In The Daily Telegraph, Con Coughlin wrote "While Johnson is clearly an admirer of Churchill, it can be difficult to see what new insights he brings to the study of the statesman. The obvious subtext, of course, is that Johnson is seeking to compare his own reputation as a political maverick with that of Churchill, which poses the question: what would Winston Churchill have made of Boris Johnson?"

Another review said "like its characterisation of some of Churchill's own writings, this book is 'crisp, punchy, full of the kind of wham-bam short sentences that keep the reader moving down the page'."

Sonia Purnell, in The Independent, said "He does have a certain genius – as displayed in his previous The Dream of Rome book – for making history, in that dreaded term, 'accessible'... The book says perhaps less about Churchill than it does about the ambition and self-image of Boris [Johnson]. In history-book terms, it is an opportunity missed. For Johnson's career, it will no doubt work wonders."
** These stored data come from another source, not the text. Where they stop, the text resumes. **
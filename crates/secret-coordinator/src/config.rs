use std::path::{Path, PathBuf};
use std::time::Duration;

use serde::{Deserialize, Serialize};

use secret_common::config::{hardware_concurrency, load_json};
use secret_common::{Result, SecretError};

fn default_bind_host() -> String {
    "0.0.0.0".to_string()
}

fn default_watchdog_delay_secs() -> u64 {
    30
}

/// Coordination Server settings.
///
/// Keys follow the deployment files, e.g.
///
/// ```json
/// {
///   "coordination_server_bind_port": 8500,
///   "enclave_node_count": 2,
///   "dpi_count": 3,
///   "output_file_name": "results.tsv"
/// }
/// ```
#[derive(Debug, Clone, PartialEq, Eq, Serialize, Deserialize)]
pub struct CoordinatorConfig {
    #[serde(default = "default_bind_host")]
    pub bind_host: String,

    #[serde(rename = "coordination_server_bind_port", alias = "bind_port")]
    pub bind_port: u16,

    #[serde(rename = "enclave_node_count", alias = "compute_count")]
    pub compute_count: usize,

    #[serde(rename = "dpi_count", alias = "provider_count")]
    pub provider_count: usize,

    #[serde(rename = "output_file_name", alias = "output_path")]
    pub output_path: PathBuf,

    /// Connection worker threads; hardware concurrency when unset.
    #[serde(default)]
    pub worker_pool_size: Option<usize>,

    /// Delay before the completion watchdog reports missing sentinels.
    #[serde(default = "default_watchdog_delay_secs")]
    pub watchdog_delay_secs: u64,
}

impl CoordinatorConfig {
    pub fn new(
        compute_count: usize,
        provider_count: usize,
        output_path: impl Into<PathBuf>,
    ) -> Self {
        Self {
            bind_host: default_bind_host(),
            bind_port: 0,
            compute_count,
            provider_count,
            output_path: output_path.into(),
            worker_pool_size: None,
            watchdog_delay_secs: default_watchdog_delay_secs(),
        }
    }

    pub fn load(path: &Path) -> Result<Self> {
        let config: Self = load_json(path)?;
        config.validate()?;
        Ok(config)
    }

    pub fn validate(&self) -> Result<()> {
        if self.compute_count == 0 {
            return Err(SecretError::Config(
                "enclave_node_count must be at least 1".to_string(),
            ));
        }
        if self.provider_count == 0 {
            return Err(SecretError::Config("dpi_count must be at least 1".to_string()));
        }
        if self.output_path.as_os_str().is_empty() {
            return Err(SecretError::Config("output_file_name is empty".to_string()));
        }
        if self.worker_pool_size == Some(0) {
            return Err(SecretError::Config(
                "worker_pool_size must be at least 1".to_string(),
            ));
        }
        Ok(())
    }

    pub fn bind_addr(&self) -> String {
        format!("{}:{}", self.bind_host, self.bind_port)
    }

    pub fn pool_size(&self) -> usize {
        self.worker_pool_size.unwrap_or_else(hardware_concurrency)
    }

    pub fn watchdog_delay(&self) -> Duration {
        Duration::from_secs(self.watchdog_delay_secs)
    }
}
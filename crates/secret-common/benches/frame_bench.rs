// Criterion benchmarks for the secret-common wire layer
//
// Run benchmarks with:
//   cargo bench -p secret-common

use std::io::Cursor;

use criterion::{black_box, criterion_group, criterion_main, Criterion};
use secret_common::crypto::SymmetricKey;
use secret_common::transport::{DataFrame, FramePacker, FrameReader, DEFAULT_MAX_FRAME_PAYLOAD};
use secret_common::{ComputeMessage, Frame, SenderId};

fn sample_records(count: usize) -> Vec<String> {
    (0..count)
        .map(|i| format!("{}:{}\tA/G\t{}\t64\t{}", i % 22 + 1, 10_000 + i, i % 4, "Q".repeat(44)))
        .collect()
}

fn bench_frame_codec(c: &mut Criterion) {
    let mut group = c.benchmark_group("frame_codec");

    let frame = Frame::new(
        SenderId::new("dpi1").unwrap(),
        ComputeMessage::Data,
        vec![b'x'; 60_000],
    );
    let wire = frame.encode();

    group.bench_function("encode_60k", |b| {
        b.iter(|| black_box(&frame).encode());
    });

    group.bench_function("read_60k", |b| {
        b.iter(|| {
            let mut reader = FrameReader::new(Cursor::new(black_box(&wire)));
            reader.read_frame().unwrap()
        });
    });

    group.finish();
}

fn bench_packing(c: &mut Criterion) {
    let mut group = c.benchmark_group("data_frame_packing");
    let records = sample_records(10_000);

    group.bench_function("pack_10k_records", |b| {
        b.iter(|| FramePacker::pack(DEFAULT_MAX_FRAME_PAYLOAD, black_box(records.clone())));
    });

    let frames = FramePacker::pack(DEFAULT_MAX_FRAME_PAYLOAD, records.clone());
    let encoded: Vec<Vec<u8>> = frames.iter().map(DataFrame::encode).collect();
    group.bench_function("decode_10k_records", |b| {
        b.iter(|| {
            encoded
                .iter()
                .map(|payload| DataFrame::decode(black_box(payload)).unwrap().records.len())
                .sum::<usize>()
        });
    });

    group.finish();
}

fn bench_symmetric(c: &mut Criterion) {
    let key = SymmetricKey::generate().unwrap();
    let plaintext = vec![0x5au8; 256];

    c.bench_function("aes_256_cbc_encrypt_256b", |b| {
        b.iter(|| key.encrypt(black_box(&plaintext)).unwrap());
    });
}

criterion_group!(benches, bench_frame_codec, bench_packing, bench_symmetric);
criterion_main!(benches);
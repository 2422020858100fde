use std::cmp::Ordering;
use std::collections::{BinaryHeap, HashMap, HashSet, VecDeque};

use rand::{Rng, SeedableRng};
use rand_chacha::ChaCha8Rng;
use tracing::{debug, info};

use crate::domain::types::{EdgeKey, Position};
use crate::errors::{EngineError, EngineResult};

const CONNECT_RADIUS: f64 = 0.25;
const BLOCK_PENALTY: f64 = 10.0;

/// Undirected weighted graph plus the blocked-edge set. Owns positions and adjacency
/// directly instead of leaning on a general graph library (§9 redesign flag): both
/// Dijkstra and connected-components are small enough to keep in-house.
#[derive(Debug, Clone)]
pub struct GraphStore {
    positions: Vec<Position>,
    adjacency: Vec<Vec<usize>>,
    weights: HashMap<EdgeKey, f64>,
    blocked_edges: HashSet<EdgeKey>,
}

impl GraphStore {
    pub fn empty() -> Self {
        Self {
            positions: Vec::new(),
            adjacency: Vec::new(),
            weights: HashMap::new(),
            blocked_edges: HashSet::new(),
        }
    }

    pub fn node_count(&self) -> usize {
        self.positions.len()
    }

    pub fn edge_count(&self) -> usize {
        self.weights.len()
    }

    pub fn position(&self, node: usize) -> Position {
        self.positions[node]
    }

    pub fn neighbours(&self, node: usize) -> &[usize] {
        &self.adjacency[node]
    }

    pub fn edge_exists(&self, u: usize, v: usize) -> bool {
        self.weights.contains_key(&EdgeKey::new(u, v))
    }

    pub fn edge_weight(&self, u: usize, v: usize) -> Option<f64> {
        self.weights.get(&EdgeKey::new(u, v)).copied()
    }

    pub fn blocked_edges(&self) -> &HashSet<EdgeKey> {
        &self.blocked_edges
    }

    pub fn edges(&self) -> impl Iterator<Item = EdgeKey> + '_ {
        self.weights.keys().copied()
    }

    /// Adds an undirected edge. No-op (besides the weight overwrite) if it already
    /// exists — the builder only ever calls this once per pair.
    fn add_edge(&mut self, u: usize, v: usize, weight: f64) {
        let key = EdgeKey::new(u, v);
        if self.weights.insert(key, weight).is_none() {
            self.adjacency[u].push(v);
            self.adjacency[v].push(u);
        }
    }

    /// Applies a `road_block` event: multiplies the edge's current weight by 10.
    /// Per the recorded open-question decision, re-blocking an already-blocked edge
    /// compounds the penalty again (matches the source's unconditional `*= 10.0`);
    /// only set membership in `blocked_edges` is idempotent.
    pub fn block_edge(&mut self, u: usize, v: usize) -> bool {
        let key = EdgeKey::new(u, v);
        if let Some(w) = self.weights.get_mut(&key) {
            *w *= BLOCK_PENALTY;
            self.blocked_edges.insert(key);
            true
        } else {
            false
        }
    }

    /// Connected components in BFS discovery order, scanning unvisited nodes 0..n.
    pub fn connected_components(&self) -> Vec<Vec<usize>> {
        let n = self.node_count();
        let mut visited = vec![false; n];
        let mut components = Vec::new();

        for start in 0..n {
            if visited[start] {
                continue;
            }
            let mut component = Vec::new();
            let mut queue = VecDeque::new();
            queue.push_back(start);
            visited[start] = true;
            while let Some(node) = queue.pop_front() {
                component.push(node);
                for &nbr in &self.adjacency[node] {
                    if !visited[nbr] {
                        visited[nbr] = true;
                        queue.push_back(nbr);
                    }
                }
            }
            components.push(component);
        }
        components
    }

    pub fn is_connected(&self) -> bool {
        self.node_count() == 0 || self.connected_components().len() == 1
    }

    /// Dijkstra shortest path on current (possibly block-penalised) weights.
    /// Returns `None` if `dst` is unreachable from `src`.
    pub fn dijkstra(&self, src: usize, dst: usize) -> Option<(Vec<usize>, f64)> {
        if src == dst {
            return Some((vec![src], 0.0));
        }
        let n = self.node_count();
        let mut dist = vec![f64::INFINITY; n];
        let mut prev = vec![usize::MAX; n];
        let mut heap = BinaryHeap::new();

        dist[src] = 0.0;
        heap.push(HeapEntry {
            cost: 0.0,
            node: src,
        });

        while let Some(HeapEntry { cost, node }) = heap.pop() {
            if node == dst {
                break;
            }
            if cost > dist[node] {
                continue;
            }
            for &nbr in &self.adjacency[node] {
                let w = self.edge_weight(node, nbr).unwrap_or(f64::INFINITY);
                let next_cost = cost + w;
                if next_cost < dist[nbr] {
                    dist[nbr] = next_cost;
                    prev[nbr] = node;
                    heap.push(HeapEntry {
                        cost: next_cost,
                        node: nbr,
                    });
                }
            }
        }

        if dist[dst].is_infinite() {
            return None;
        }

        let mut path = vec![dst];
        let mut curr = dst;
        while curr != src {
            curr = prev[curr];
            path.push(curr);
        }
        path.reverse();
        Some((path, dist[dst]))
    }

    /// Total weight of consecutive edges along `path` on current weights.
    pub fn path_weight(&self, path: &[usize]) -> f64 {
        path.windows(2)
            .map(|pair| self.edge_weight(pair[0], pair[1]).unwrap_or(0.0))
            .sum()
    }
}

#[derive(PartialEq)]
struct HeapEntry {
    cost: f64,
    node: usize,
}
impl Eq for HeapEntry {}
impl Ord for HeapEntry {
    fn cmp(&self, other: &Self) -> Ordering {
        // Reversed so BinaryHeap (a max-heap) behaves as a min-heap on cost.
        other.cost.total_cmp(&self.cost)
    }
}
impl PartialOrd for HeapEntry {
    fn partial_cmp(&self, other: &Self) -> Option<Ordering> {
        Some(self.cmp(other))
    }
}

/// Builds the deterministic synthetic random-geometric graph described in §4.2.
/// Only `mode == "synthetic"` is supported; anything else is `UnsupportedMode`,
/// since graph construction from real map sources is out of scope (§1).
pub fn load_graph(mode: &str, n_nodes: usize, seed: u64) -> EngineResult<GraphStore> {
    if mode != "synthetic" {
        return Err(EngineError::UnsupportedMode(mode.to_string()));
    }

    info!(n_nodes, seed, "building synthetic graph");
    let mut rng = ChaCha8Rng::seed_from_u64(seed);

    let mut store = GraphStore::empty();
    store.positions = (0..n_nodes)
        .map(|_| Position {
            x: rng.gen::<f64>(),
            y: rng.gen::<f64>(),
        })
        .collect();
    store.adjacency = vec![Vec::new(); n_nodes];

    for u in 0..n_nodes {
        for v in (u + 1)..n_nodes {
            let dist = store.positions[u].euclidean(&store.positions[v]);
            if dist <= CONNECT_RADIUS {
                store.add_edge(u, v, dist);
            }
        }
    }

    if !store.is_connected() {
        let components = store.connected_components();
        debug!(
            count = components.len(),
            "synthetic graph disconnected, repairing"
        );
        for pair in components.windows(2) {
            let a = pair[0][0];
            let b = pair[1][0];
            let w = store.positions[a].euclidean(&store.positions[b]);
            store.add_edge(a, b, w);
        }
    }

    info!(
        nodes = store.node_count(),
        edges = store.edge_count(),
        "synthetic graph ready"
    );
    Ok(store)
}
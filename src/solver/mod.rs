pub mod aco;
pub mod adaptive;
pub mod ga;
pub mod rl;
pub mod vrp;
use crate::domain::{GraphStore, Routes};

/// `|deliveries| / (1 + 0.01 * sum(route lengths) + |blocked_edges|)`, rounded to
/// 4 decimals (§4.9). A peripheral scalar health proxy, not fed back into any optimiser.
pub fn score(graph: &GraphStore, deliveries_count: usize, routes: &Routes) -> f64 {
    let route_len_sum: usize = routes.values().map(|r| r.len()).sum();
    let blocked = graph.blocked_edges().len();
    let denom = 1.0 + 0.01 * route_len_sum as f64 + blocked as f64;
    let raw = deliveries_count as f64 / denom;
    (raw * 10_000.0).round() / 10_000.0
}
In the New Statesman, Richard J. Evans said "The book reads as if it was dictated, not written. All the way through we hear Boris's voice; it's like being cornered in the Drones Club and harangued for hours by Bertie Wooster." The Times also noted the book's "Bertie Woosterish voice", while describing its approach as "never boring, genuinely clever in parts, hopelessly biased in its judgments and sometimes irritating to the point of call-in-the-stretchers exhaustion in its verbal bumble".

Dominic Sandbrook, reviewing the work for the Evening Standard, wrote that The Churchill Factor "bears about as much relation to a history book as an episode of Doctor Who does to a BBC4 documentary".

British Conservative Party MP and Churchill's Grandson Nicholas Soames commented, Johnson's book was a "Good book, very readable, but not a work of great scholarship nor anything new in it".